▶ _Collected data_

____________________

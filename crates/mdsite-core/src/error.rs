//! Error taxonomy for the Markdown pipeline.
//!
//! Every error is terminal for the document being compiled. Nothing in the
//! pipeline retries or emits partial output; the caller decides whether to
//! abort a whole run or skip the offending document.

use thiserror::Error;

use crate::block::BlockType;
use crate::span::Span;

/// Error kinds for categorizing failures.
#[derive(Debug, Clone, Copy, PartialEq, Eq)]
pub enum ErrorKind {
    /// An inline delimiter was opened but never closed
    UnterminatedDelimiter,
    /// A block failed its own type's structural precondition
    MalformedBlock,
    /// A node was missing a mandatory field at serialization time
    Render,
    /// No level-1 heading in the document
    NoTitle,
    /// Classification and compilation disagree
    Internal,
}

/// An error raised while compiling or serializing a document.
#[derive(Debug, Clone, PartialEq, Eq, Error)]
pub enum MarkdownError {
    /// A `**`, `_` or `` ` `` delimiter appears an odd number of times in a
    /// plain run. `span` covers the delimiter left without a partner, relative
    /// to the inline text that was tokenized.
    #[error("invalid Markdown syntax: no closing `{delimiter}` for delimiter at bytes {span}")]
    EvenDelimiter {
        delimiter: &'static str,
        span: Span,
    },

    /// A block classified as `block_type` does not have the shape that type
    /// requires. `span` is the block's range in the source document.
    #[error("malformed {block_type} block at bytes {span}: {reason}")]
    MalformedBlock {
        block_type: BlockType,
        reason: String,
        span: Span,
    },

    /// Serialization hit a node without a mandatory field.
    #[error("invalid HTML: {0}")]
    Render(&'static str),

    #[error("no level-1 heading found")]
    NoTitle,

    #[error("internal error: {0}")]
    Internal(String),
}

impl MarkdownError {
    /// Create an error for a block that doesn't match its classified shape.
    pub fn malformed(block_type: BlockType, reason: impl Into<String>, span: Span) -> Self {
        Self::MalformedBlock {
            block_type,
            reason: reason.into(),
            span,
        }
    }

    /// Get the category of this error.
    pub fn kind(&self) -> ErrorKind {
        match self {
            Self::EvenDelimiter { .. } => ErrorKind::UnterminatedDelimiter,
            Self::MalformedBlock { .. } => ErrorKind::MalformedBlock,
            Self::Render(_) => ErrorKind::Render,
            Self::NoTitle => ErrorKind::NoTitle,
            Self::Internal(_) => ErrorKind::Internal,
        }
    }

    /// The source location this error points at, if it has one.
    pub fn span(&self) -> Option<Span> {
        match self {
            Self::EvenDelimiter { span, .. } | Self::MalformedBlock { span, .. } => Some(*span),
            _ => None,
        }
    }
}

/// Result alias used throughout the crate.
pub type Result<T> = std::result::Result<T, MarkdownError>;
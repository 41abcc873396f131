//! mdsite - Build static HTML sites from Markdown directories
//!
//! Usage:
//!   mdsite [OPTIONS] <COMMAND>
//!
//! Commands:
//!   build     Render every page under the content directory
//!   render    Render a single document to stdout
//!   validate  Check documents for errors

use std::fs;
use std::path::{Path, PathBuf};
use std::process;

use anyhow::{bail, Context};
use clap::{Parser, Subcommand};
use log::LevelFilter;
use mdsite_cli::config::DEFAULT_CONFIG_FILE;
use mdsite_cli::site::discover_markdown;
use mdsite_cli::{build_site, Overrides, SiteConfig};
use mdsite_core::{compile_document, extract_title, ErrorKind, HtmlNode, MarkdownError};
use serde::Serialize;

#[derive(Parser)]
#[command(name = "mdsite", version, about = "Static site generator for Markdown directories")]
struct Cli {
    /// Increase log verbosity (-v info, -vv debug, -vvv trace)
    #[arg(short, long, action = clap::ArgAction::Count, global = true)]
    verbose: u8,

    #[command(subcommand)]
    command: Command,
}

#[derive(Subcommand)]
enum Command {
    /// Build the site into the destination directory
    Build(BuildArgs),

    /// Compile one document and print its HTML
    Render(RenderArgs),

    /// Check that documents compile and have a title
    Validate(ValidateArgs),
}

#[derive(clap::Args)]
struct BuildArgs {
    /// Prefix for root-relative links, e.g. /my-repo/
    base_path: Option<String>,

    /// Config file (missing file means defaults)
    #[arg(short, long, default_value = DEFAULT_CONFIG_FILE)]
    config: PathBuf,

    /// Directory of Markdown pages
    #[arg(long)]
    content: Option<PathBuf>,

    /// Directory of static assets
    #[arg(long)]
    static_dir: Option<PathBuf>,

    /// HTML template file
    #[arg(long)]
    template: Option<PathBuf>,

    /// Output directory
    #[arg(long)]
    dest: Option<PathBuf>,
}

#[derive(clap::Args)]
struct RenderArgs {
    /// Markdown file to render
    file: PathBuf,

    /// Print the HTML node tree as JSON instead of HTML
    #[arg(short, long)]
    json: bool,
}

#[derive(clap::Args)]
struct ValidateArgs {
    /// Markdown file, or directory searched recursively
    path: PathBuf,

    /// Output in JSON format
    #[arg(short, long)]
    json: bool,
}

fn main() {
    let cli = Cli::parse();
    init_logging(cli.verbose);

    if let Err(e) = run(cli.command) {
        eprintln!("error: {:#}", e);
        process::exit(1);
    }
}

fn init_logging(verbose: u8) {
    let level = match verbose {
        0 => LevelFilter::Warn,
        1 => LevelFilter::Info,
        2 => LevelFilter::Debug,
        _ => LevelFilter::Trace,
    };
    env_logger::Builder::new()
        .filter_level(level)
        .parse_default_env()
        .init();
}

fn run(command: Command) -> anyhow::Result<()> {
    match command {
        Command::Build(args) => cmd_build(args),
        Command::Render(args) => cmd_render(&args),
        Command::Validate(args) => cmd_validate(&args),
    }
}

// =============================================================================
// Build Command
// =============================================================================

fn cmd_build(args: BuildArgs) -> anyhow::Result<()> {
    let config = SiteConfig::load_or_default(&args.config)?.with_overrides(Overrides {
        content_dir: args.content,
        static_dir: args.static_dir,
        template: args.template,
        dest_dir: args.dest,
        base_path: args.base_path,
    });
    log::debug!("building with {:?}", config);

    let report = build_site(&config).context("site build failed")?;

    println!(
        "Built {} page(s) and copied {} asset(s) into {}",
        report.pages,
        report.assets,
        config.dest_dir.display()
    );
    Ok(())
}

// =============================================================================
// Render Command
// =============================================================================

fn cmd_render(args: &RenderArgs) -> anyhow::Result<()> {
    let input = read_file(&args.file)?;
    let root = compile_document(&input)
        .with_context(|| format!("failed to compile '{}'", args.file.display()))?;

    if args.json {
        println!("{}", serde_json::to_string_pretty(&convert_node(&root))?);
    } else {
        println!("{}", root.to_html()?);
    }
    Ok(())
}

fn read_file(path: &Path) -> anyhow::Result<String> {
    fs::read_to_string(path).with_context(|| format!("failed to read '{}'", path.display()))
}

// =============================================================================
// Validate Command
// =============================================================================

#[derive(Serialize)]
struct JsonError {
    path: String,
    message: String,
    kind: &'static str,
}

fn cmd_validate(args: &ValidateArgs) -> anyhow::Result<()> {
    let documents = if args.path.is_dir() {
        discover_markdown(&args.path)?
            .into_iter()
            .map(|(relative, markdown)| (args.path.join(relative), markdown))
            .collect()
    } else {
        vec![(args.path.clone(), read_file(&args.path)?)]
    };

    let errors: Vec<JsonError> = documents
        .iter()
        .filter_map(|(path, markdown)| {
            validate_document(markdown).err().map(|e| JsonError {
                path: path.display().to_string(),
                message: e.to_string(),
                kind: kind_name(e.kind()),
            })
        })
        .collect();

    if args.json {
        println!(
            "{}",
            serde_json::json!({"valid": errors.is_empty(), "errors": errors})
        );
    } else if errors.is_empty() {
        println!("Valid: {} document(s), no errors found", documents.len());
    } else {
        eprintln!("Invalid: {} error(s) found", errors.len());
        for error in &errors {
            eprintln!("  - {}: {}", error.path, error.message);
        }
    }

    if !errors.is_empty() {
        bail!("{} of {} document(s) failed", errors.len(), documents.len());
    }
    Ok(())
}

fn validate_document(markdown: &str) -> Result<(), MarkdownError> {
    extract_title(markdown)?;
    compile_document(markdown)?.to_html()?;
    Ok(())
}

fn kind_name(kind: ErrorKind) -> &'static str {
    match kind {
        ErrorKind::UnterminatedDelimiter => "unterminated_delimiter",
        ErrorKind::MalformedBlock => "malformed_block",
        ErrorKind::Render => "render",
        ErrorKind::NoTitle => "no_title",
        ErrorKind::Internal => "internal",
    }
}

// =============================================================================
// JSON Output
// =============================================================================

#[derive(Serialize)]
#[serde(tag = "type")]
enum JsonNode<'a> {
    Leaf {
        tag: Option<&'a str>,
        value: Option<&'a str>,
        attrs: Vec<(&'a str, &'a str)>,
    },
    Parent {
        tag: Option<&'a str>,
        attrs: Vec<(&'a str, &'a str)>,
        children: Vec<JsonNode<'a>>,
    },
}

fn convert_node(node: &HtmlNode) -> JsonNode<'_> {
    match node {
        HtmlNode::Leaf(leaf) => JsonNode::Leaf {
            tag: leaf.tag.as_deref(),
            value: leaf.value.as_deref(),
            attrs: leaf.attrs.iter().collect(),
        },
        HtmlNode::Parent(parent) => JsonNode::Parent {
            tag: parent.tag.as_deref(),
            attrs: parent.attrs.iter().collect(),
            children: parent
                .children
                .iter()
                .flatten()
                .map(convert_node)
                .collect(),
        },
    }
}
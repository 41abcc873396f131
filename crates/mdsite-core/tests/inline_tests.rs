//! Tests for the inline span tokenizer

use mdsite_core::span::{check_source_len, Span, MAX_SOURCE_LEN};
use mdsite_core::{tokenize, ErrorKind, MarkdownError, SpanKind, TextSpan};
use pretty_assertions::assert_eq;
use rstest::rstest;

/// Flatten spans into `(kind, content)` pairs for comparison.
fn kinds<'a>(spans: &[TextSpan<'a>]) -> Vec<(SpanKind<'a>, &'a str)> {
    spans.iter().map(|s| (s.kind, s.content)).collect()
}

/// Re-attach delimiters to reproduce the tokenized text.
fn rejoin(spans: &[TextSpan<'_>]) -> String {
    spans
        .iter()
        .map(|s| match s.kind {
            SpanKind::Plain => s.content.to_string(),
            SpanKind::Bold => format!("**{}**", s.content),
            SpanKind::Italic => format!("_{}_", s.content),
            SpanKind::Code => format!("`{}`", s.content),
            SpanKind::Link { url } => format!("[{}]({})", s.content, url),
            SpanKind::Image { url } => format!("![{}]({})", s.content, url),
        })
        .collect()
}

// ============================================================================
// Delimiter Tests
// ============================================================================

#[test]
fn test_plain_text_is_one_span() {
    let spans = tokenize("This is plain text").unwrap();
    assert_eq!(kinds(&spans), vec![(SpanKind::Plain, "This is plain text")]);
    assert_eq!(spans[0].span, Span::new(0, 18));
}

#[test]
fn test_empty_text_has_no_spans() {
    assert!(tokenize("").unwrap().is_empty());
}

#[test]
fn test_code_delimiter() {
    let spans = tokenize("This is text with a `code block` word").unwrap();
    assert_eq!(
        kinds(&spans),
        vec![
            (SpanKind::Plain, "This is text with a "),
            (SpanKind::Code, "code block"),
            (SpanKind::Plain, " word"),
        ]
    );
}

#[test]
fn test_multiple_code_spans() {
    let spans =
        tokenize("This is text with a `code block` word with `another code block` afterwards")
            .unwrap();
    assert_eq!(
        kinds(&spans),
        vec![
            (SpanKind::Plain, "This is text with a "),
            (SpanKind::Code, "code block"),
            (SpanKind::Plain, " word with "),
            (SpanKind::Code, "another code block"),
            (SpanKind::Plain, " afterwards"),
        ]
    );
}

#[test]
fn test_bold_at_start() {
    let spans = tokenize("**This is bold** text").unwrap();
    assert_eq!(
        kinds(&spans),
        vec![(SpanKind::Bold, "This is bold"), (SpanKind::Plain, " text")]
    );
}

#[test]
fn test_italic_at_end() {
    let spans = tokenize("This is text with _italics_").unwrap();
    assert_eq!(
        kinds(&spans),
        vec![
            (SpanKind::Plain, "This is text with "),
            (SpanKind::Italic, "italics"),
        ]
    );
}

#[test]
fn test_adjacent_styles() {
    let spans = tokenize("**bold**_italic_`code`").unwrap();
    assert_eq!(
        kinds(&spans),
        vec![
            (SpanKind::Bold, "bold"),
            (SpanKind::Italic, "italic"),
            (SpanKind::Code, "code"),
        ]
    );
}

#[test]
fn test_styled_spans_are_not_rescanned() {
    // The underscore and backticks inside bold stay literal.
    let spans = tokenize("**snake_case `x`** then _it_").unwrap();
    assert_eq!(
        kinds(&spans),
        vec![
            (SpanKind::Bold, "snake_case `x`"),
            (SpanKind::Plain, " then "),
            (SpanKind::Italic, "it"),
        ]
    );
}

#[test]
fn test_empty_delimited_segment_is_dropped() {
    let spans = tokenize("a****b").unwrap();
    assert_eq!(
        kinds(&spans),
        vec![(SpanKind::Plain, "a"), (SpanKind::Plain, "b")]
    );
}

#[test]
fn test_span_offsets_point_into_text() {
    let text = "ab **cd** ef";
    let spans = tokenize(text).unwrap();
    for span in &spans {
        assert_eq!(&text[span.span.range()], span.content);
    }
    assert_eq!(spans[1].span, Span::new(5, 7));
}

#[rstest]
#[case("a **b", "**", 2)]
#[case("**a** **b** **c", "**", 12)]
#[case("snake_case word", "_", 5)]
#[case("`unclosed code", "`", 0)]
fn test_unterminated_delimiter(
    #[case] text: &str,
    #[case] delimiter: &str,
    #[case] offset: u32,
) {
    let err = tokenize(text).unwrap_err();
    assert_eq!(err.kind(), ErrorKind::UnterminatedDelimiter);
    match err {
        MarkdownError::EvenDelimiter { delimiter: d, span } => {
            assert_eq!(d, delimiter);
            assert_eq!(span.start, offset);
            assert_eq!(span.len() as usize, delimiter.len());
        }
        other => panic!("Expected EvenDelimiter, got {:?}", other),
    }
}

#[rstest]
#[case("plain **bold** plain **more bold**")]
#[case("_one_ and _two_ and _three_")]
#[case("`a` b `c`")]
#[case("**starts** and ends with **bold**")]
fn test_single_delimiter_roundtrip(#[case] text: &str) {
    let spans = tokenize(text).unwrap();
    assert_eq!(rejoin(&spans), text);
}

// ============================================================================
// Image Tests
// ============================================================================

#[test]
fn test_single_image() {
    let spans = tokenize("This is text with an ![image](https://i.imgur.com/zjjcJKZ.png)").unwrap();
    assert_eq!(
        kinds(&spans),
        vec![
            (SpanKind::Plain, "This is text with an "),
            (
                SpanKind::Image {
                    url: "https://i.imgur.com/zjjcJKZ.png"
                },
                "image"
            ),
        ]
    );
    assert_eq!(spans[1].target(), Some("https://i.imgur.com/zjjcJKZ.png"));
}

#[test]
fn test_multiple_images_with_trailing_text() {
    let spans = tokenize("![a](/a.png) and ![b](/b.png) end").unwrap();
    assert_eq!(
        kinds(&spans),
        vec![
            (SpanKind::Image { url: "/a.png" }, "a"),
            (SpanKind::Plain, " and "),
            (SpanKind::Image { url: "/b.png" }, "b"),
            (SpanKind::Plain, " end"),
        ]
    );
}

#[test]
fn test_image_with_empty_alt_is_kept() {
    let spans = tokenize("![](/a.png)").unwrap();
    assert_eq!(kinds(&spans), vec![(SpanKind::Image { url: "/a.png" }, "")]);
}

#[test]
fn test_repeated_alt_text_uses_match_positions() {
    // The alt text also appears earlier as plain text.
    let spans = tokenize("cat says ![cat](/cat.png)").unwrap();
    assert_eq!(
        kinds(&spans),
        vec![
            (SpanKind::Plain, "cat says "),
            (SpanKind::Image { url: "/cat.png" }, "cat"),
        ]
    );
    assert_eq!(spans[1].span, Span::new(11, 14));
}

#[test]
fn test_nested_brackets_do_not_match() {
    let spans = tokenize("![a [b]](/x.png)").unwrap();
    assert_eq!(kinds(&spans), vec![(SpanKind::Plain, "![a [b]](/x.png)")]);
}

// ============================================================================
// Link Tests
// ============================================================================

#[test]
fn test_links() {
    let spans = tokenize(
        "This is text with a link [to boot dev](https://www.boot.dev) and [to youtube](https://www.youtube.com/@bootdotdev)",
    )
    .unwrap();
    assert_eq!(
        kinds(&spans),
        vec![
            (SpanKind::Plain, "This is text with a link "),
            (
                SpanKind::Link {
                    url: "https://www.boot.dev"
                },
                "to boot dev"
            ),
            (SpanKind::Plain, " and "),
            (
                SpanKind::Link {
                    url: "https://www.youtube.com/@bootdotdev"
                },
                "to youtube"
            ),
        ]
    );
}

#[test]
fn test_link_and_image_together() {
    let spans = tokenize("[home](/) ![logo](/logo.png)").unwrap();
    assert_eq!(
        kinds(&spans),
        vec![
            (SpanKind::Link { url: "/" }, "home"),
            (SpanKind::Plain, " "),
            (SpanKind::Image { url: "/logo.png" }, "logo"),
        ]
    );
}

#[test]
fn test_plain_text_has_no_target() {
    let spans = tokenize("[unfinished link").unwrap();
    assert_eq!(kinds(&spans), vec![(SpanKind::Plain, "[unfinished link")]);
    assert_eq!(spans[0].target(), None);
}

// ============================================================================
// Full Pipeline Tests
// ============================================================================

#[test]
fn test_text_to_spans() {
    let spans = tokenize(
        "This is **text** with an _italic_ word and a `code block` and an ![obi wan image](https://i.imgur.com/fJRm4Vk.jpeg) and a [link](https://boot.dev)",
    )
    .unwrap();
    assert_eq!(
        kinds(&spans),
        vec![
            (SpanKind::Plain, "This is "),
            (SpanKind::Bold, "text"),
            (SpanKind::Plain, " with an "),
            (SpanKind::Italic, "italic"),
            (SpanKind::Plain, " word and a "),
            (SpanKind::Code, "code block"),
            (SpanKind::Plain, " and an "),
            (
                SpanKind::Image {
                    url: "https://i.imgur.com/fJRm4Vk.jpeg"
                },
                "obi wan image"
            ),
            (SpanKind::Plain, " and a "),
            (
                SpanKind::Link {
                    url: "https://boot.dev"
                },
                "link"
            ),
        ]
    );
    assert_eq!(
        rejoin(&spans),
        "This is **text** with an _italic_ word and a `code block` and an ![obi wan image](https://i.imgur.com/fJRm4Vk.jpeg) and a [link](https://boot.dev)"
    );
}

#[test]
fn test_link_inside_bold_stays_bold() {
    let spans = tokenize("**[x](/y)**").unwrap();
    assert_eq!(kinds(&spans), vec![(SpanKind::Bold, "[x](/y)")]);
}

// ============================================================================
// Source Length Tests
// ============================================================================

#[test]
fn test_source_len_limit_matches_span_width() {
    assert_eq!(MAX_SOURCE_LEN, u32::MAX as usize);
    check_source_len(0).unwrap();
    check_source_len(MAX_SOURCE_LEN).unwrap();
}

#[cfg(target_pointer_width = "64")]
#[test]
fn test_source_len_over_limit_is_internal_error() {
    let err = check_source_len(MAX_SOURCE_LEN + 1).unwrap_err();
    assert_eq!(err.kind(), ErrorKind::Internal);
}

#[test]
fn test_span_from_offsets() {
    assert_eq!(Span::from_offsets(3, 7), Span::new(3, 7));
}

____________________

▶ _ACTIVITY_
Work through the records above and count the lines that hold the string "JsonError". Please give only that figure.

▶ _WRITTEN RESPONSE_
3